A 10ª edição da Festa Literária Internacional de Maricá (FLIM) chegou ao fim neste domingo (14/09) registrando recorde de público: mais de 260 mil visitantes ao longo de dez dias de programação — um aumento de 20% em relação ao ano anterior. Promovida pela Prefeitura de Maricá, por meio da Secretaria de Educação, a edição consolidou a cidade como referência no calendário literário e cultural do país.

A homenageada, Conceição Evaristo, foi presença marcante desde cedo e encerrou a programação com a mesa “Escrevivências”, ao lado de Eliana Alves Cruz, Bárbara Carine e Jeferson Tenório. Durante o encontro, recebeu homenagens emocionantes de alunas da Escola do Idoso de Maricá.

“Estou muito feliz de estar no meio de vários professores e poder falar para este público imenso. O termo Escrevivências surgiu na minha dissertação de mestrado e, 30 anos depois, vou lançar o livro”, declarou Conceição Evaristo.

Impacto cultural e educacional

De acordo com a Secretaria de Educação, a média diária de público ultrapassou 26 mil pessoas. Para o secretário Rodrigo Moura, o número reflete a força da FLIM como política pública.

“Maricá, com 220 mil habitantes, recebeu até sábado 260 mil visitantes – o equivalente a 118,18% da nossa população. Essa conquista só foi possível graças à visão do prefeito Washington Quaquá e ao trabalho de toda a rede de educação e parceiros”, destacou.

A programação reuniu mais de 70 atividades, incluindo debates, espetáculos infantis, oficinas, rodas de conversa, lançamentos de livros e shows. Entre os temas discutidos estiveram inteligência artificial, juventude, carnaval, cultura e identidade.

Destaques do último dia

A mesa “Cultura em Desfile” reuniu Helena Theodoro, Luiz Antônio Simas e Thiago Gomide, com mediação de Rafael Haddock-Lobo, em um bate-papo sobre samba e carnaval como expressões de memória e resistência.

“O samba não é apenas ritmo ou coreografia, é uma forma de organizar o mundo. Ele é memória, celebração e resistência. Dá sentido à nossa existência coletiva”, afirmou o historiador Luiz Antônio Simas.

Também na Tenda Papo FLIM, o “Samba Talk” homenageou Arlindo Cruz, com participação de Sombrinha e Inácio Rios.

Na FLIM Jovem, o debate sobre Inteligência Artificial e Profissões do Futuro, com Antônio Kronemberg (SEBRAE), trouxe reflexões sobre tecnologia e mercado de trabalho. À tarde, a roda de conversa “A Política na Voz da Juventude” reuniu autoridades e representantes estudantis, ressaltando a importância do protagonismo jovem.

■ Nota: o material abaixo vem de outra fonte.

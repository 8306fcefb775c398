//! Embedded user programs.
//!
//! Flat, position-independent i386 images. Each locates its message with
//! a `call`/`pop` pair, so the same bytes run from any code region.

/// A program image baked into the kernel.
#[derive(Debug, Clone, Copy)]
pub struct Program {
    pub name: &'static str,
    pub image: &'static [u8],
}

/// Programs started at boot, in slot order.
pub static MANIFEST: &[Program] = &[
    Program {
        name: "hello",
        image: &HELLO,
    },
    Program {
        name: "selfcheck",
        image: &SELFCHECK,
    },
];

const HELLO_MSG: &[u8] = b"Hello from user mode!\n";

/// write(1, msg, len); exit(0)
const HELLO_CODE: [u8; 37] = [
    0xE8, 0x00, 0x00, 0x00, 0x00, // call $+5
    0x59, // pop ecx
    0x83, 0xC1, 37 - 5, // add ecx, msg - 5
    0xB8, 0x03, 0x00, 0x00, 0x00, // mov eax, SYS_WRITE
    0xBB, 0x01, 0x00, 0x00, 0x00, // mov ebx, 1
    0xBA, HELLO_MSG.len() as u8, 0x00, 0x00, 0x00, // mov edx, len
    0xCD, 0x80, // int 0x80
    0xB8, 0x01, 0x00, 0x00, 0x00, // mov eax, SYS_EXIT
    0x31, 0xDB, // xor ebx, ebx
    0xCD, 0x80, // int 0x80
    0xEB, 0xFE, // jmp $
];

pub static HELLO: [u8; HELLO_CODE.len() + HELLO_MSG.len()] = concat(&HELLO_CODE, HELLO_MSG);

const SELFCHECK_MSG: &[u8] = b"[SELFCHECK] MiniOS user-mode self-check passed!\n";

/// getpid() != 0 or exit(1); write(1, msg, len); exit(0)
const SELFCHECK_CODE: [u8; 62] = [
    0xB8, 0x14, 0x00, 0x00, 0x00, // mov eax, SYS_GETPID
    0xCD, 0x80, // int 0x80
    0x85, 0xC0, // test eax, eax
    0x74, 48 - 11, // jz fail
    0xE8, 0x00, 0x00, 0x00, 0x00, // call $+5
    0x59, // pop ecx
    0x83, 0xC1, 62 - 16, // add ecx, msg - 16
    0xB8, 0x03, 0x00, 0x00, 0x00, // mov eax, SYS_WRITE
    0xBB, 0x01, 0x00, 0x00, 0x00, // mov ebx, 1
    0xBA, SELFCHECK_MSG.len() as u8, 0x00, 0x00, 0x00, // mov edx, len
    0xCD, 0x80, // int 0x80
    0xB8, 0x01, 0x00, 0x00, 0x00, // mov eax, SYS_EXIT
    0x31, 0xDB, // xor ebx, ebx
    0xCD, 0x80, // int 0x80
    0xEB, 0xFE, // jmp $
    // fail:
    0xB8, 0x01, 0x00, 0x00, 0x00, // mov eax, SYS_EXIT
    0xBB, 0x01, 0x00, 0x00, 0x00, // mov ebx, 1
    0xCD, 0x80, // int 0x80
    0xEB, 0xFE, // jmp $
];

pub static SELFCHECK: [u8; SELFCHECK_CODE.len() + SELFCHECK_MSG.len()] =
    concat(&SELFCHECK_CODE, SELFCHECK_MSG);

const fn concat<const N: usize>(code: &[u8], msg: &[u8]) -> [u8; N] {
    assert!(code.len() + msg.len() == N);
    assert!(msg.len() < 0x80);
    let mut out = [0u8; N];
    let mut i = 0;
    while i < code.len() {
        out[i] = code[i];
        i += 1;
    }
    let mut j = 0;
    while j < msg.len() {
        out[i + j] = msg[j];
        j += 1;
    }
    out
}

#[cfg(test)]
mod tests {
    use super::*;

    #[test]
    fn test_manifest_order() {
        let names: Vec<_> = MANIFEST.iter().map(|p| p.name).collect();
        assert_eq!(names, ["hello", "selfcheck"]);
    }

    #[test]
    fn test_messages_follow_code() {
        assert_eq!(&HELLO[37..], HELLO_MSG);
        assert_eq!(&SELFCHECK[62..], SELFCHECK_MSG);
        assert_eq!(HELLO_MSG.len(), 22);
        assert_eq!(SELFCHECK_MSG.len(), 48);
    }
}
//! Port I/O.

use core::arch::asm;

/// Write a byte to an I/O port.
///
/// # Safety
///
/// Port writes can reconfigure hardware; the caller must own the device.
#[inline(always)]
pub unsafe fn outb(port: u16, value: u8) {
    unsafe { asm!("out dx, al", in("dx") port, in("al") value, options(nomem, nostack, preserves_flags)) };
}

/// Write a dword to an I/O port.
///
/// # Safety
///
/// Same as [`outb`].
#[inline(always)]
pub unsafe fn outl(port: u16, value: u32) {
    unsafe { asm!("out dx, eax", in("dx") port, in("eax") value, options(nomem, nostack, preserves_flags)) };
}

/// Read a byte from an I/O port.
///
/// # Safety
///
/// Some device registers have side effects on read.
#[inline(always)]
pub unsafe fn inb(port: u16) -> u8 {
    let value: u8;
    unsafe { asm!("in al, dx", out("al") value, in("dx") port, options(nomem, nostack, preserves_flags)) };
    value
}

/// Give slow devices (the 8259) time to settle between writes.
#[inline(always)]
pub fn io_wait() {
    // Port 0x80 is the POST diagnostic port; writing it is harmless.
    unsafe { outb(0x80, 0) };
}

Já na FLIMzinha, o público infantil se encantou com o espetáculo “Ciência ou Mágica?”, atividades de pintura facial e concurso de cosplay.

Encerramento musical

O palco principal ficou por conta da cantora maricaense Nati Pani, seguida pela estrela nacional Mari Fernandez, que encerrou a festa em clima de celebração.